Attention, ce texte révèle l’intrigue du film.

J’ai finalement vu Inside Man, le beau film de Spike Lee, encensé par la critique (même les Cahiers du cinéma ont été sympa, c’est dire). Ce film est certainement très bon à bien des égards — casting soigné, intrigue intriguante, scénario léché, musique bien foutue, générique sympa, etc. Bref, c’est objectivement un bon film, agréable à voir, prenant malgré sa longueur, accessible au grand public et malgré tout attirant pour le cinéphile pas bégueule, tout ça. À voir sans nul doute.

Mais voilà, c’est un film dégonflé.

Rapide mise au parfum pour ceux qui n’auraient même pas vu la bande annonce : le propos distillé par celle-ci est grosso modo le suivant : soit un hold up parfait, dans une banque de Manhattan, réalisé sans violence par un génie du crime. Mais,... mais, est-ce que le hold up est bien un hold up ? Est-ce qu’il n’y a pas un enjeu politique là-dessous ? Que se passe-t-il à l’intérieur de cette banque ? Sous les apparences du hold up, est-on presque conduit à se demander si ce n’est-ce pas une affaire d’Etat qui est en train de se jouer (brr, on frisonne de plaisir). Jusqu’au titre du film — Inside Man — annonce qu’on va nous emmener voir des choses qu’on ne voit pas d’habitude.

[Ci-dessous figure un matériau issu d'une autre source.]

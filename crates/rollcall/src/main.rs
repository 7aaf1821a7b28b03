use anyhow::{Context, Result};
use clap::{Parser, Subcommand};
use rollcall_core::{CosineMatcher, GrayImage, Matcher};
use rollcall_hw::Camera;
use serde::Serialize;
use std::path::PathBuf;
use std::sync::atomic::{AtomicBool, Ordering};
use std::sync::Arc;
use tracing_subscriber::EnvFilter;

mod announcer;
mod config;
mod desk;
mod ledger;
mod overlay;
mod pipeline;
mod roster;
mod session;

use config::Config;
use pipeline::{Embedder, FacePipeline};
use roster::Roster;

#[derive(Parser)]
#[command(name = "rollcall", version, about = "Camera attendance with face recognition and spoken roll call")]
struct Cli {
    /// V4L2 camera device
    #[arg(long, global = true)]
    camera: Option<String>,
    /// Roster TOML file
    #[arg(long, global = true)]
    roster: Option<PathBuf>,
    /// Directory holding det_10g.onnx and w600k_r50.onnx
    #[arg(long, global = true)]
    models: Option<PathBuf>,
    /// Cosine similarity needed for a match, in [-1, 1]
    #[arg(long, global = true, value_parser = parse_threshold)]
    threshold: Option<f32>,
    /// Directory for the daily CSV log
    #[arg(short, long, global = true)]
    output_dir: Option<PathBuf>,
    /// Keep the latest annotated frame at this path
    #[arg(long, global = true)]
    preview: Option<PathBuf>,
    /// Stop after this many frames
    #[arg(long, global = true)]
    max_frames: Option<u64>,
    /// Log announcements instead of speaking them
    #[arg(long, global = true)]
    no_speech: bool,

    #[command(subcommand)]
    command: Commands,
}

#[derive(Subcommand)]
enum Commands {
    /// Take attendance from the camera until interrupted
    Run {
        /// Font for labels in the preview
        #[arg(long)]
        font: Option<PathBuf>,
        /// Matching frames needed before marking someone present
        #[arg(long)]
        frames: Option<u32>,
    },
    /// Enroll the roster photos and report what was found
    Roster {
        #[arg(long)]
        json: bool,
    },
    /// Identify the faces in a still image
    Check {
        image: PathBuf,
        #[arg(long)]
        json: bool,
    },
    /// List video capture devices
    Devices,
}

#[derive(Serialize)]
struct RosterReport {
    name: String,
    photos: usize,
}

#[derive(Serialize)]
struct CheckReport {
    name: Option<String>,
    similarity: f32,
    bbox: rollcall_core::BoundingBox,
}

#[tokio::main]
async fn main() -> Result<()> {
    tracing_subscriber::fmt()
        .with_env_filter(EnvFilter::from_default_env())
        .init();

    let cli = Cli::parse();
    let mut config = Config::from_env();
    cli.apply(&mut config);

    match cli.command {
        Commands::Run { font, frames } => {
            config.font_path = font.or(config.font_path);
            config.consecutive_frames = frames.unwrap_or(config.consecutive_frames);
            take_attendance(config).await
        }
        Commands::Roster { json } => enroll_roster(&config, json),
        Commands::Check { image, json } => check_image(&config, &image, json),
        Commands::Devices => {
            let devices = Camera::list_devices();
            if devices.is_empty() {
                println!("No video capture devices found");
            }
            for d in devices {
                println!("{}  {} ({}, {})", d.path, d.name, d.driver, d.bus);
            }
            Ok(())
        }
    }
}

impl Cli {
    /// Layer the command-line overrides on top of the environment.
    fn apply(&self, config: &mut Config) {
        if let Some(camera) = &self.camera {
            config.camera_device = camera.clone();
        }
        if let Some(roster) = &self.roster {
            config.roster_path = roster.clone();
        }
        if let Some(models) = &self.models {
            config.model_dir = models.clone();
        }
        if let Some(threshold) = self.threshold {
            config.similarity_threshold = threshold;
        }
        if let Some(dir) = &self.output_dir {
            config.attendance_dir = dir.clone();
        }
        if let Some(preview) = &self.preview {
            config.preview_path = Some(preview.clone());
        }
        if let Some(max_frames) = self.max_frames {
            config.max_frames = max_frames;
        }
        if self.no_speech {
            config.speech.enabled = false;
        }
    }
}

fn parse_threshold(s: &str) -> Result<f32, String> {
    let value: f32 = s.parse().map_err(|e| format!("{e}"))?;
    if (-1.0..=1.0).contains(&value) {
        Ok(value)
    } else {
        Err(format!("{s} is not a cosine similarity in [-1, 1]"))
    }
}

async fn take_attendance(config: Config) -> Result<()> {
    let stop = Arc::new(AtomicBool::new(false));
    let mut done = session::spawn(config, stop.clone())?;

    let outcome = tokio::select! {
        outcome = &mut done => outcome,
        signal = tokio::signal::ctrl_c() => {
            signal?;
            tracing::info!("interrupted; finishing session");
            stop.store(true, Ordering::Relaxed);
            done.await
        }
    };
    let summary = outcome.map_err(|_| session::SessionError::ThreadLost)??;

    println!("Attendance log: {}", summary.log_path.display());
    println!(
        "{} frames ({} dark), {} faces seen",
        summary.frames, summary.dark_frames, summary.faces_seen
    );
    for attendee in &summary.present {
        println!("  present  {}  {}", attendee.arrived_at.as_deref().unwrap_or("-"), attendee.name);
    }
    for name in &summary.absent {
        println!("  absent   {name}");
    }
    Ok(())
}

fn enroll_roster(config: &Config, json: bool) -> Result<()> {
    let roster = Roster::load(&config.roster_path)
        .with_context(|| format!("loading {}", config.roster_path.display()))?;
    let mut pipeline = FacePipeline::load(config)?;
    let gallery = roster.enroll(&mut pipeline)?;

    let report: Vec<RosterReport> = gallery
        .names
        .iter()
        .enumerate()
        .map(|(identity, name)| RosterReport {
            name: name.clone(),
            photos: gallery.entries.iter().filter(|e| e.identity == identity).count(),
        })
        .collect();

    if json {
        println!("{}", serde_json::to_string_pretty(&report)?);
    } else {
        for r in &report {
            println!("{}: {} photo(s) enrolled", r.name, r.photos);
        }
    }
    Ok(())
}

fn check_image(config: &Config, path: &std::path::Path, json: bool) -> Result<()> {
    let roster = Roster::load(&config.roster_path)
        .with_context(|| format!("loading {}", config.roster_path.display()))?;
    let mut pipeline = FacePipeline::load(config)?;
    let gallery = roster.enroll(&mut pipeline)?;

    let photo = image::open(path)
        .with_context(|| format!("opening {}", path.display()))?
        .to_luma8();
    let view = GrayImage::new(photo.as_raw(), photo.width(), photo.height())?;

    let report: Vec<CheckReport> = pipeline
        .faces(&view)?
        .into_iter()
        .map(|face| {
            let result = CosineMatcher.best_match(&face.embedding, &gallery.entries, config.similarity_threshold);
            CheckReport {
                name: result.identity.and_then(|i| gallery.name(i)).map(String::from),
                similarity: result.similarity,
                bbox: face.bbox,
            }
        })
        .collect();

    if json {
        println!("{}", serde_json::to_string_pretty(&report)?);
    } else if report.is_empty() {
        println!("No faces found in {}", path.display());
    } else {
        for r in &report {
            println!(
                "{:<24} similarity {:.3}  at ({:.0}, {:.0}) {:.0}x{:.0}",
                r.name.as_deref().unwrap_or(desk::UNKNOWN_LABEL),
                r.similarity,
                r.bbox.x,
                r.bbox.y,
                r.bbox.width,
                r.bbox.height
            );
        }
    }
    Ok(())
}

Sans savoir de quoi il retourne, j’aurais donc traduit ce titre par « L’infiltré » ou quelque chose d’approchant. La distribution s’est contentée d’un plus pesant mais aussi plus fidèle « L’homme de l’intérieur ». Et effectivement, l’histoire est simplement celle d’un groupe de braqueurs hyper pros qui attaquent une banque avec des armes en plastique, y prennent 50 otages, font poireauter le monde quelques jours avec quelques idées amusantes, et s’en sortent en rendant impossible à la police de faire une distinction entre otages et preneurs d’otages. En plus, on dirait qu’ils n’ont rien volé — tout l’argent est toujours là. L’astuce, outre le coup des otages déguisés en braqueurs, c’est que le chef des braqueurs s’est fait construire une cache dans la banque où il reste pendant une semaine après le braquage, avant de sortir tranquillement avec le magot quand la banque a repris ses activités normales. Et le butin, ce n’est pas le fric, ce sont des diamants contenus dans un coffre privé.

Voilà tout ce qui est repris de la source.